According to Dean Smith, Commercial Director of British Marine, the trade association sees its current role as collating and disseminating knowledge, and lobbying for clarity where needed.
Staff have been diverted to supporting members on a 1-2-1 basis and are logging concerns so that daily e-shots carry the latest relevant news about the Government response to COVID-19.
“We’ve made a micro-site for coronavirus information,” Smith says. “We’re adding data to it all of the time.
“Our membership is incredibly diverse so we’re taking data, categorising it, and making it useful to specific areas of membership. We’re extracting the relevant policies from the press conferences and sifting through it.”
While Smith recognises the support that the Government is offering, he’s conscious that the systems and processes haven’t been built by departments yet, so he says British Marine is helping members by asking issue specific questions of functional teams at the Department for Trade and Industry, HMRC, local authorities, and more.

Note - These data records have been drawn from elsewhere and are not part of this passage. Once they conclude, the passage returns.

//! Page-wide controller state.
//!
//! Uses `RefCell`-wrapped `thread_local!` storage (WASM is single-threaded).
//! Only the configuration lives here; wallet session state is always read
//! fresh from the provider.

use scf_write_core::ControllerConfig;
use std::cell::RefCell;
use web_sys::Element;

use crate::dom;

pub const CONFIG_ATTR: &str = "data-controller-config";

thread_local! {
    static CONFIG: RefCell<ControllerConfig> = RefCell::new(ControllerConfig::default());
}

/// Read overrides from the panel anchor, keeping defaults on bad input.
pub fn init_config(anchor: &Element) {
    let Some(raw) = dom::attr(anchor, CONFIG_ATTR) else {
        return;
    };
    match ControllerConfig::from_json(&raw) {
        Ok(config) => CONFIG.with(|c| *c.borrow_mut() = config),
        Err(err) => tracing::warn!(error = %err, "ignoring malformed controller config"),
    }
}

pub fn config() -> ControllerConfig {
    CONFIG.with(|c| c.borrow().clone())
}
//! HTTP fragment client.
//!
//! Both the functions panel and read results come back as server-rendered
//! HTML fragments fetched with `GET`.

use gloo_net::http::Request;

#[derive(Debug, Clone, PartialEq, Eq, thiserror::Error)]
pub enum FetchError {
    #[error("fetch error: {0}")]
    Transport(String),
    #[error("{status} {status_text}")]
    Status { status: u16, status_text: String },
    #[error("body error: {0}")]
    Body(String),
}

impl FetchError {
    /// Text shown in place of the panel when loading fails.
    pub fn status_text(&self) -> String {
        match self {
            Self::Status { status_text, .. } if !status_text.is_empty() => status_text.clone(),
            Self::Status { status, .. } => status.to_string(),
            Self::Transport(_) | Self::Body(_) => "error".to_owned(),
        }
    }
}

/// GET `url` with the given query pairs and return the body as text.
pub async fn get_html(url: &str, params: &[(&'static str, String)]) -> Result<String, FetchError> {
    let response = Request::get(url)
        .query(params.iter().map(|(k, v)| (*k, v.as_str())))
        .header("X-Requested-With", "XMLHttpRequest")
        .send()
        .await
        .map_err(|e| FetchError::Transport(e.to_string()))?;

    if !response.ok() {
        return Err(FetchError::Status {
            status: response.status(),
            status_text: response.status_text(),
        });
    }

    response
        .text()
        .await
        .map_err(|e| FetchError::Body(e.to_string()))
}

#[cfg(test)]
mod tests {
    use super::*;

    #[test]
    fn status_text_prefers_server_reason() {
        let err = FetchError::Status {
            status: 404,
            status_text: "Not Found".to_owned(),
        };
        assert_eq!(err.status_text(), "Not Found");

        let bare = FetchError::Status {
            status: 502,
            status_text: String::new(),
        };
        assert_eq!(bare.status_text(), "502");
        assert_eq!(FetchError::Transport("offline".to_owned()).status_text(), "error");
    }
}
//! Function panel loader.
//!
//! Fetches the server-rendered function forms into the panel anchor, then
//! wires the wallet connection UI and every function form inside it.

use alloy_primitives::Address;
use scf_api_types::{ConnectionView, PanelQuery};
use scf_wallet_bridge::WalletBridge;
use web_sys::Element;

use crate::api;
use crate::dom;
use crate::events;
use crate::functions;
use crate::state;
use crate::wallet::Eip1193Bridge;

pub const PANEL_SELECTOR: &str = "[data-smart-contract-functions]";

/// Connection-state sections of the panel. Any of them may be absent.
#[derive(Clone)]
pub struct ConnectionElements {
    pub connect_to: Vec<Element>,
    pub connect: Vec<Element>,
    pub connected_to: Vec<Element>,
    pub reconnect: Vec<Element>,
    pub connected_to_address: Vec<Element>,
}

impl ConnectionElements {
    pub fn bind() -> Self {
        Self {
            connect_to: dom::query_all("[connect-to]"),
            connect: dom::query_all("[connect-metamask]"),
            connected_to: dom::query_all("[connected-to]"),
            reconnect: dom::query_all("[re-connect-metamask]"),
            connected_to_address: dom::query_all("[connected-to-address]"),
        }
    }

    /// Apply the three-way connect / connected toggle.
    pub fn render(&self, view: &ConnectionView) {
        let visibility = view.visibility();
        for el in &self.connect_to {
            dom::set_hidden(el, !visibility.connect_to);
        }
        for el in &self.connect {
            dom::set_hidden(el, !visibility.connect);
        }
        for el in &self.connected_to {
            dom::set_hidden(el, !visibility.connected_to);
        }

        if let Some(account) = view.account() {
            let config = state::config();
            let text = account.to_string();
            for el in &self.connected_to_address {
                dom::set_link(el, &config.address_link(&account), &text);
            }
        }
    }
}

fn panel_query(anchor: &Element) -> PanelQuery {
    PanelQuery {
        hash: dom::attr(anchor, "data-hash").unwrap_or_default(),
        contract_type: dom::attr(anchor, "data-type").unwrap_or_default(),
        action: dom::attr(anchor, "data-action").unwrap_or_default(),
    }
}

/// Load the panel into `anchor`. On failure the anchor shows the status text.
pub async fn load_functions(anchor: &Element) {
    let Some(url) = dom::attr(anchor, "data-url") else {
        tracing::warn!("functions panel has no data-url");
        return;
    };

    match api::get_html(&url, &panel_query(anchor).pairs()).await {
        Ok(html) => {
            dom::set_inner_html(anchor, &html);
            bind_panel().await;
        }
        Err(err) => {
            tracing::warn!(%url, error = %err, "failed to load contract functions");
            dom::set_text(anchor, &err.status_text());
        }
    }
}

async fn bind_panel() {
    let bridge = Eip1193Bridge;
    let els = ConnectionElements::bind();

    {
        let els = els.clone();
        let subscribed = bridge.on_accounts_changed(Box::new(move |accounts: Vec<Address>| {
            els.render(&ConnectionView::from_accounts(&accounts));
        }));
        if let Err(err) = subscribed {
            tracing::debug!(error = %err, "not subscribed to account changes");
        }
    }

    for el in els.connect.iter().chain(els.reconnect.iter()) {
        events::on_click_async(el, || async {
            if let Err(err) = Eip1193Bridge.connect().await {
                tracing::warn!(error = %err, "wallet connection request failed");
            }
        });
    }

    for function in dom::query_all("[data-function]") {
        functions::bind_function(&function);
    }

    let button_state = bridge.connect_button_state().await;
    els.render(&ConnectionView::from_button_state(&button_state));
}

British Marine is also lobbying. In a joint letter with the Canal & Rivers Trust and Broads Authority, the association has asked for special consideration for waterways businesses. The letter says:
“The fiscal packages proposed by the Government last week have been gratefully received by those who qualify. However, the unique nature of boating businesses means that they do not currently address the financial needs of the majority of waterway businesses. In particular, their largest costs are in the cost of their boat fleets and/ or moorings, and whilst some occupy buildings in which they pay rent and rates, it is typically a small proportion of their costs.”
Plus British Marine has set up a ‘hub’ for FAQs and is asking members to share their knowledge.

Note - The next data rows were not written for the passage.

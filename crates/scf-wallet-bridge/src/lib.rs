use alloy_primitives::{Address, TxHash};
use async_trait::async_trait;
use scf_api_types::{ConnectButtonState, TxParams, TxReceipt};
use serde::{Deserialize, Serialize};
use serde_json::Value;

/// Error object surfaced by the wallet provider (EIP-1193 `{ code, message }`).
#[derive(Debug, Clone, PartialEq, Eq, Serialize, Deserialize, thiserror::Error)]
#[error("{message}")]
pub struct ProviderError {
    #[serde(default)]
    pub code: Option<i64>,
    #[serde(default)]
    pub message: String,
}

impl ProviderError {
    pub fn new(message: impl Into<String>) -> Self {
        Self {
            code: None,
            message: message.into(),
        }
    }

    pub fn with_code(code: i64, message: impl Into<String>) -> Self {
        Self {
            code: Some(code),
            message: message.into(),
        }
    }
}

pub type ProviderResult<T> = Result<T, ProviderError>;

/// Failure of a send, split by whether anything reached the wallet.
#[derive(Debug, Clone, PartialEq, Eq, thiserror::Error)]
pub enum SendError {
    /// The request could not be built (unknown method, bad arguments).
    /// Nothing was sent.
    #[error(transparent)]
    Build(ProviderError),
    /// The wallet refused or failed the send.
    #[error(transparent)]
    Send(ProviderError),
}

pub type SendResult<T> = Result<T, SendError>;

/// Listener for the provider's `accountsChanged` event.
pub type AccountsListener = Box<dyn Fn(Vec<Address>)>;

/// Contract method invocation handed to the provider's contract library.
#[derive(Debug, Clone, PartialEq)]
pub struct ContractCall<'a> {
    pub abi: &'a Value,
    pub address: Address,
    pub method: &'a str,
    pub args: &'a [String],
    pub params: &'a TxParams,
}

/// Facade over the injected wallet provider.
///
/// Futures are `?Send`: provider handles are JS objects bound to the UI thread.
#[async_trait(?Send)]
pub trait WalletBridge {
    async fn is_wallet_enabled(&self) -> bool;
    async fn current_account(&self) -> ProviderResult<Option<Address>>;
    async fn connect(&self) -> ProviderResult<()>;
    async fn chain_id(&self) -> ProviderResult<u64>;
    async fn connect_button_state(&self) -> ConnectButtonState;
    /// Plain value transfer. Resolves once the transaction hash is known.
    async fn send_transaction(&self, params: &TxParams) -> SendResult<TxHash>;
    /// Contract method send. Resolves once the transaction hash is known.
    async fn call_contract_method(&self, call: ContractCall<'_>) -> SendResult<TxHash>;
    async fn transaction_receipt(&self, hash: TxHash) -> ProviderResult<Option<TxReceipt>>;
    /// Register for account changes for the rest of the page's lifetime.
    fn on_accounts_changed(&self, listener: AccountsListener) -> ProviderResult<()>;
}

#[cfg(test)]
mod tests {
    use super::*;

    #[test]
    fn provider_error_displays_message() {
        let err = ProviderError::with_code(4001, "User denied transaction signature");
        assert_eq!(err.to_string(), "User denied transaction signature");
    }

    #[test]
    fn send_error_keeps_provider_message() {
        let err = SendError::Build(ProviderError::new("contract has no method \"mint\""));
        assert_eq!(err.to_string(), "contract has no method \"mint\"");
    }

    #[test]
    fn provider_error_decodes_partial_object() {
        let err: ProviderError = serde_json::from_str(r#"{"message":"boom"}"#).unwrap();
        assert_eq!(err, ProviderError::new("boom"));
    }
}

“This is a fast-moving beast, like a steam train,” Smith says, which is why pooling knowledge is key to British Marine’s strategy.

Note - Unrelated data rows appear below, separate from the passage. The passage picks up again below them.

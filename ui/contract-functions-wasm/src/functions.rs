//! Read/write function forms.
//!
//! Each `[data-function]` element holds one `[data-function-form]`. Reads
//! `GET` a result fragment into `[data-function-response]`; writes run the
//! wallet flow from `scf_write_core`.

use async_trait::async_trait;
use scf_api_types::{ContractType, FunctionAction, FunctionDescriptor, ReadQuery, split_function_inputs};
use scf_write_core::{Sleeper, WriteFlow};
use serde_json::Value;
use std::time::Duration;
use web_sys::Element;

use crate::api;
use crate::dom;
use crate::events;
use crate::loader::PANEL_SELECTOR;
use crate::modals::ModalNotifier;
use crate::state;
use crate::wallet::Eip1193Bridge;

const TX_VALUE_ATTR: &str = "tx-value";

/// Browser timer for receipt polling.
pub struct GlooSleeper;

#[async_trait(?Send)]
impl Sleeper for GlooSleeper {
    async fn sleep(&self, duration: Duration) {
        gloo_timers::future::sleep(duration).await;
    }
}

/// Wire the submit interceptor for one function element.
pub fn bind_function(function: &Element) {
    let Some(form) = dom::query_within(function, "[data-function-form]") else {
        tracing::debug!("function element without a form");
        return;
    };

    let function = function.clone();
    let form_el = form.clone();
    events::on_submit_async(&form, move || {
        let function = function.clone();
        let form = form_el.clone();
        async move { on_submit(&function, &form).await }
    });
}

async fn on_submit(function: &Element, form: &Element) {
    let action = dom::attr(form, "data-action").unwrap_or_default();
    match action.parse::<FunctionAction>() {
        Ok(FunctionAction::Read) => read(function, form).await,
        Ok(FunctionAction::Write) => write(function, form).await,
        Err(err) => tracing::warn!(error = %err, "ignoring form submission"),
    }
}

fn named_input(form: &Element, name: &str) -> Option<String> {
    dom::query_within(form, &format!("input[name={name}]")).and_then(|el| dom::input_value(&el))
}

fn function_inputs(form: &Element) -> Vec<Element> {
    dom::query_all_within(form, "input[name=function_input]")
}

async fn read(function: &Element, form: &Element) {
    let Some(url) = dom::attr(form, "data-url") else {
        tracing::warn!("read form has no data-url");
        return;
    };

    let query = ReadQuery {
        function_name: named_input(form, "function_name").unwrap_or_default(),
        method_id: named_input(form, "method_id").unwrap_or_default(),
        args: function_inputs(form)
            .iter()
            .filter_map(dom::input_value)
            .collect(),
    };

    match api::get_html(&url, &query.pairs()).await {
        Ok(html) => {
            if let Some(container) = dom::query_within(function, "[data-function-response]") {
                dom::set_inner_html(&container, &html);
            }
        }
        Err(err) => tracing::warn!(function = %query.function_name, error = %err, "read query failed"),
    }
}

fn json_attr(el: &Element, name: &str) -> Option<Value> {
    let raw = dom::attr(el, name)?;
    match serde_json::from_str(&raw) {
        Ok(value) => Some(value),
        Err(err) => {
            tracing::warn!(attribute = name, error = %err, "malformed ABI attribute");
            None
        }
    }
}

/// Snapshot the form into a descriptor. Read fresh on every submit.
pub fn describe(form: &Element) -> FunctionDescriptor {
    let (args, tx_value) = split_function_inputs(
        function_inputs(form)
            .iter()
            .filter_map(|el| dom::input_value(el).map(|v| (dom::has_attr(el, TX_VALUE_ATTR), v))),
    );

    let contract_type = dom::query(PANEL_SELECTOR)
        .and_then(|panel| dom::attr(&panel, "data-type"))
        .map(|t| ContractType::from_attr(&t))
        .unwrap_or_default();

    let chain_id = dom::attr(form, "data-chain-id")
        .and_then(|raw| raw.parse::<u64>().ok())
        .unwrap_or_else(|| {
            tracing::warn!("form has no usable data-chain-id");
            0
        });

    FunctionDescriptor {
        name: named_input(form, "function_name"),
        method_id: named_input(form, "method_id"),
        args,
        tx_value,
        contract_address: dom::attr(form, "data-contract-address").unwrap_or_default(),
        implementation_abi: json_attr(form, "data-implementation-abi"),
        contract_abi: json_attr(form, "data-contract-abi"),
        contract_type,
        chain_id,
    }
}

async fn write(function: &Element, form: &Element) {
    let descriptor = describe(form);
    let config = state::config();
    let notifier = ModalNotifier::new(
        dom::query_within(function, "#pending-contract-write"),
        config.clone(),
    );

    let outcome = WriteFlow::new(&Eip1193Bridge, &notifier, &GlooSleeper, &config)
        .submit(&descriptor)
        .await;
    tracing::debug!(method = descriptor.display_name(), ?outcome, "write finished");
}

The RYA is, similarly, posting regular information messages and is working with national funding bodies for sport on a co-ordinated response to ensure boating interests are represented. It’s also looking at taking the actions necessary to assure the financial and operational strength of the RYA in the future.
Obviously not marine, but within the wider leisure, repair, sports and manufacturing sectors, the Bicycle Association has extended free legal and HR support to the whole UK cycle industry including retailers and suppliers for an initial period of three months.
CEOs from leading companies in the UK cycle industry attended a ‘COVID-19 crisis summit’ videoconference convened by the association and agreed an industry-wide way forward, including keeping responsible exercise at the forefront.
Meanwhile, the Association of Cycle Traders is already developing consumer engagement campaigns, making the general public even more aware of cycling benefits.
The association has also sought advice about employees working from home. This includes checking home insurance policies and whether employers’ cover extends to people working from home (specifically using equipment), and health and safety considerations.